■ INPUT RECORDS
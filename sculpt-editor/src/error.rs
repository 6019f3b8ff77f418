// Copyright (c) 2019-present Dmitry Stepanov and Fyrox Engine contributors.
//
// Permission is hereby granted, free of charge, to any person obtaining a copy
// of this software and associated documentation files (the "Software"), to deal
// in the Software without restriction, including without limitation the rights
// to use, copy, modify, merge, publish, distribute, sublicense, and/or sell
// copies of the Software, and to permit persons to whom the Software is
// furnished to do so, subject to the following conditions:
//
// The above copyright notice and this permission notice shall be included in all
// copies or substantial portions of the Software.
//
// THE SOFTWARE IS PROVIDED "AS IS", WITHOUT WARRANTY OF ANY KIND, EXPRESS OR
// IMPLIED, INCLUDING BUT NOT LIMITED TO THE WARRANTIES OF MERCHANTABILITY,
// FITNESS FOR A PARTICULAR PURPOSE AND NONINFRINGEMENT. IN NO EVENT SHALL THE
// AUTHORS OR COPYRIGHT HOLDERS BE LIABLE FOR ANY CLAIM, DAMAGES OR OTHER
// LIABILITY, WHETHER IN AN ACTION OF CONTRACT, TORT OR OTHERWISE, ARISING FROM,
// OUT OF OR IN CONNECTION WITH THE SOFTWARE OR THE USE OR OTHER DEALINGS IN THE
// SOFTWARE.

use std::fmt::{Display, Formatter};

/// An error that may occur during settings loading or saving.
#[derive(Debug)]
pub enum SettingsError {
    /// Generic input/output error.
    Io(std::io::Error),
    /// Settings file has invalid content, exact position of the error is stored in inner value.
    Deserialize(ron::error::SpannedError),
    /// Settings could not be serialized.
    Serialize(ron::Error),
}

impl From<std::io::Error> for SettingsError {
    fn from(e: std::io::Error) -> Self {
        Self::Io(e)
    }
}

impl From<ron::error::SpannedError> for SettingsError {
    fn from(e: ron::error::SpannedError) -> Self {
        Self::Deserialize(e)
    }
}

impl From<ron::Error> for SettingsError {
    fn from(e: ron::Error) -> Self {
        Self::Serialize(e)
    }
}

impl Display for SettingsError {
    fn fmt(&self, f: &mut Formatter<'_>) -> std::fmt::Result {
        match self {
            SettingsError::Io(v) => write!(f, "Settings io error: {v}"),
            SettingsError::Deserialize(v) => write!(f, "Unable to parse settings: {v}"),
            SettingsError::Serialize(v) => write!(f, "Unable to write settings: {v}"),
        }
    }
}

impl std::error::Error for SettingsError {
    fn source(&self) -> Option<&(dyn std::error::Error + 'static)> {
        match self {
            SettingsError::Io(v) => Some(v),
            SettingsError::Deserialize(v) => Some(v),
            SettingsError::Serialize(v) => Some(v),
        }
    }
}
// Copyright (c) 2019-present Dmitry Stepanov and Fyrox Engine contributors.
//
// Permission is hereby granted, free of charge, to any person obtaining a copy
// of this software and associated documentation files (the "Software"), to deal
// in the Software without restriction, including without limitation the rights
// to use, copy, modify, merge, publish, distribute, sublicense, and/or sell
// copies of the Software, and to permit persons to whom the Software is
// furnished to do so, subject to the following conditions:
//
// The above copyright notice and this permission notice shall be included in all
// copies or substantial portions of the Software.
//
// THE SOFTWARE IS PROVIDED "AS IS", WITHOUT WARRANTY OF ANY KIND, EXPRESS OR
// IMPLIED, INCLUDING BUT NOT LIMITED TO THE WARRANTIES OF MERCHANTABILITY,
// FITNESS FOR A PARTICULAR PURPOSE AND NONINFRINGEMENT. IN NO EVENT SHALL THE
// AUTHORS OR COPYRIGHT HOLDERS BE LIABLE FOR ANY CLAIM, DAMAGES OR OTHER
// LIABILITY, WHETHER IN AN ACTION OF CONTRACT, TORT OR OTHERWISE, ARISING FROM,
// OUT OF OR IN CONNECTION WITH THE SOFTWARE OR THE USE OR OTHER DEALINGS IN THE
// SOFTWARE.

//! Terrain editor facade: owns a terrain, the brushes, the stroke state and the command
//! history, and exposes everything a user interface needs to drive them.

use crate::{
    command::CommandHistory,
    interaction::{PointerEvent, StrokeInteraction},
    settings::EditorSettings,
};
use nalgebra::Vector3;
use rand::{rngs::StdRng, SeedableRng};
use sculpt_core::{
    brush::{Brush, BrushEffectMode, BrushLibrary, ObjectScatter, ToolPanel},
    info,
    terrain::{Terrain, TerrainChanged, TerrainSize},
    warn,
};
use std::sync::mpsc::Sender;

/// See module docs.
pub struct TerrainEditor {
    settings: EditorSettings,
    terrain: Terrain,
    brushes: BrushLibrary,
    history: CommandHistory,
    interaction: StrokeInteraction,
    mode: BrushEffectMode,
    strength: f32,
    flatten_height: f32,
    paint_layer: usize,
    object_index: usize,
    rng: StdRng,
}

impl TerrainEditor {
    /// Creates new editor with a flat terrain. Brush stamps are loaded from the files listed in
    /// the settings.
    pub fn new(settings: EditorSettings) -> Self {
        let settings = settings.sanitized();
        let brushes = BrushLibrary::load(&settings.brush.textures, settings.brush.size_default);
        Self::with_brushes(settings, brushes)
    }

    /// Creates new editor with the given brush library.
    pub fn with_brushes(settings: EditorSettings, mut brushes: BrushLibrary) -> Self {
        let settings = settings.sanitized();
        brushes.set_size(settings.brush.size_default);

        let terrain = Terrain::new(
            settings.terrain.size,
            settings.paint.layers.len(),
            settings.terrain.height,
        );
        let rng = match settings.seed {
            Some(seed) => StdRng::seed_from_u64(seed),
            None => StdRng::from_entropy(),
        };

        info!(
            "Terrain editor created: {0}x{0} terrain, {1} paint layers, {2} brushes.",
            terrain.resolution(),
            terrain.layer_count(),
            brushes.stamps().len()
        );

        Self {
            history: CommandHistory::new(settings.history.debug, settings.history.max_depth),
            strength: settings.brush.strength_default,
            flatten_height: settings.flatten.height_default,
            settings,
            terrain,
            brushes,
            interaction: Default::default(),
            mode: Default::default(),
            paint_layer: 0,
            object_index: 0,
            rng,
        }
    }

    #[inline]
    pub fn settings(&self) -> &EditorSettings {
        &self.settings
    }

    #[inline]
    pub fn terrain(&self) -> &Terrain {
        &self.terrain
    }

    #[inline]
    pub fn history(&self) -> &CommandHistory {
        &self.history
    }

    #[inline]
    pub fn brushes(&self) -> &BrushLibrary {
        &self.brushes
    }

    /// Adds a listener that will be notified about every change of the terrain, so it could be
    /// redrawn.
    pub fn add_terrain_listener(&mut self, listener: Sender<TerrainChanged>) {
        self.terrain.add_listener(listener);
    }

    /// Moves the terrain in the world. Pointer hits are mapped relative to this point.
    pub fn set_terrain_origin(&mut self, origin: Vector3<f32>) {
        self.terrain.set_origin(origin);
    }

    #[inline]
    pub fn mode(&self) -> BrushEffectMode {
        self.mode
    }

    /// Switches brush mode. A stroke that is in progress is committed first.
    pub fn set_mode(&mut self, mode: BrushEffectMode) {
        if self.mode != mode {
            self.end_stroke();
            self.mode = mode;
        }
    }

    /// Auxiliary panel a user interface should show for current mode.
    pub fn panel(&self) -> Option<ToolPanel> {
        self.mode.panel()
    }

    #[inline]
    pub fn brush_index(&self) -> usize {
        self.brushes.selected()
    }

    /// Selects a brush stamp, out-of-range indices are ignored.
    pub fn set_brush_index(&mut self, index: usize) {
        self.brushes.select(index);
    }

    #[inline]
    pub fn brush_size(&self) -> usize {
        self.brushes.size()
    }

    /// Sets brush size in cells, clamped to the range from the settings.
    pub fn set_brush_size(&mut self, size: usize) {
        let brush = &self.settings.brush;
        self.brushes
            .set_size(size.clamp(brush.size_min, brush.size_max));
    }

    #[inline]
    pub fn brush_strength(&self) -> f32 {
        self.strength
    }

    /// Sets brush strength, clamped to `[0; max_strength]`.
    pub fn set_brush_strength(&mut self, strength: f32) {
        self.strength = strength.clamp(0.0, self.settings.brush.max_strength);
    }

    #[inline]
    pub fn flatten_height(&self) -> f32 {
        self.flatten_height
    }

    /// Sets flatten height, clamped to the range from the settings.
    pub fn set_flatten_height(&mut self, height: f32) {
        let flatten = &self.settings.flatten;
        self.flatten_height = height.clamp(flatten.height_min, flatten.height_max);
    }

    #[inline]
    pub fn paint_layer_index(&self) -> usize {
        self.paint_layer
    }

    /// Selects a paint layer, out-of-range indices are ignored.
    pub fn set_paint_layer_index(&mut self, index: usize) {
        let count = self.terrain.layer_count();
        if index < count {
            self.paint_layer = index;
        } else {
            warn!("Paint layer index {index} is out of range, there are only {count} layers.");
        }
    }

    #[inline]
    pub fn object_index(&self) -> usize {
        self.object_index
    }

    /// Selects an object prototype, out-of-range indices are ignored.
    pub fn set_object_index(&mut self, index: usize) {
        let count = self.settings.objects.prototypes.len().max(1);
        if index < count {
            self.object_index = index;
        } else {
            warn!("Object index {index} is out of range, there are only {count} objects.");
        }
    }

    /// Parameters of the current brush.
    pub fn brush(&self) -> Brush {
        let objects = &self.settings.objects;
        Brush {
            strength: self.strength,
            flatten_target: self.flatten_height * self.settings.flatten.stroke_multiplier,
            paint_layer: self.paint_layer,
            paint_multiplier: self.settings.paint.stroke_multiplier,
            objects: ObjectScatter {
                prototype: self.object_index,
                height_min: objects.height_min,
                height_max: objects.height_max,
                width_min: objects.width_min,
                width_max: objects.width_max,
            },
        }
    }

    #[inline]
    pub fn is_stroke_active(&self) -> bool {
        self.interaction.is_active()
    }

    /// Starts a new stroke in current mode. A stroke that is in progress is committed first.
    pub fn begin_stroke(&mut self) {
        if let Some(command) = self.interaction.begin(self.mode, &self.terrain) {
            self.history.register(command);
        }
    }

    /// Applies one tick of the brush at a world-space point of the terrain. Starts a new stroke
    /// if there is none. Returns `true` if the terrain was modified.
    pub fn use_brush(&mut self, hit: Vector3<f32>) -> bool {
        if !self.interaction.is_active() {
            self.begin_stroke();
        }
        let brush = self.brush();
        self.interaction.tick(
            &mut self.terrain,
            &brush,
            self.brushes.kernel(),
            hit,
            &mut self.rng,
        )
    }

    /// Ends current stroke and registers it in the history. Returns `true` if a command was
    /// registered, a stroke without any ticks is dropped.
    pub fn end_stroke(&mut self) -> bool {
        match self.interaction.end(&self.terrain) {
            Some(command) => {
                self.history.register(command);
                true
            }
            None => false,
        }
    }

    /// Reacts to pointer input: press starts a stroke, hold applies the brush, release commits
    /// the stroke. Returns `true` if the terrain or the history has changed.
    pub fn handle_pointer(&mut self, event: PointerEvent) -> bool {
        match event {
            PointerEvent::Down => {
                self.begin_stroke();
                false
            }
            PointerEvent::Held(hit) => self.use_brush(hit),
            PointerEvent::Up => self.end_stroke(),
        }
    }

    /// Changes terrain resolution. The terrain is reset and the history is cleared, since
    /// recorded commands refer to cells of the old terrain.
    pub fn set_terrain_size(&mut self, size: TerrainSize) {
        self.interaction.discard();
        self.terrain.resize(size);
        self.history.clear();
        self.settings.terrain.size = size;
    }

    /// Flattens the terrain, removes paint and objects. The history is cleared as well.
    pub fn reset(&mut self) {
        self.interaction.discard();
        self.terrain.reset();
        self.history.clear();
    }

    /// Reverts the most recent stroke. A stroke that is in progress is committed first.
    pub fn undo(&mut self) -> bool {
        self.end_stroke();
        self.history.undo(&mut self.terrain)
    }

    /// Re-applies the most recently undone stroke. A stroke that is in progress is committed
    /// first, which clears the redo history.
    pub fn redo(&mut self) -> bool {
        self.end_stroke();
        self.history.redo(&mut self.terrain)
    }

    #[inline]
    pub fn can_undo(&self) -> bool {
        self.history.can_undo()
    }

    #[inline]
    pub fn can_redo(&self) -> bool {
        self.history.can_redo()
    }

    #[inline]
    pub fn undo_count(&self) -> usize {
        self.history.undo_count()
    }

    #[inline]
    pub fn redo_count(&self) -> usize {
        self.history.redo_count()
    }
}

■ WHAT YOU SHOULD DO
Lines from the entries that contain the string "BrushEffectMode" must be found and copied.

■ EXPECTED OUTPUT
    brush::{Brush, BrushEffectMode, BrushLibrary, ObjectScatter, ToolPanel},
    mode: BrushEffectMode,
    pub fn mode(&self) -> BrushEffectMode {
    pub fn set_mode(&mut self, mode: BrushEffectMode) {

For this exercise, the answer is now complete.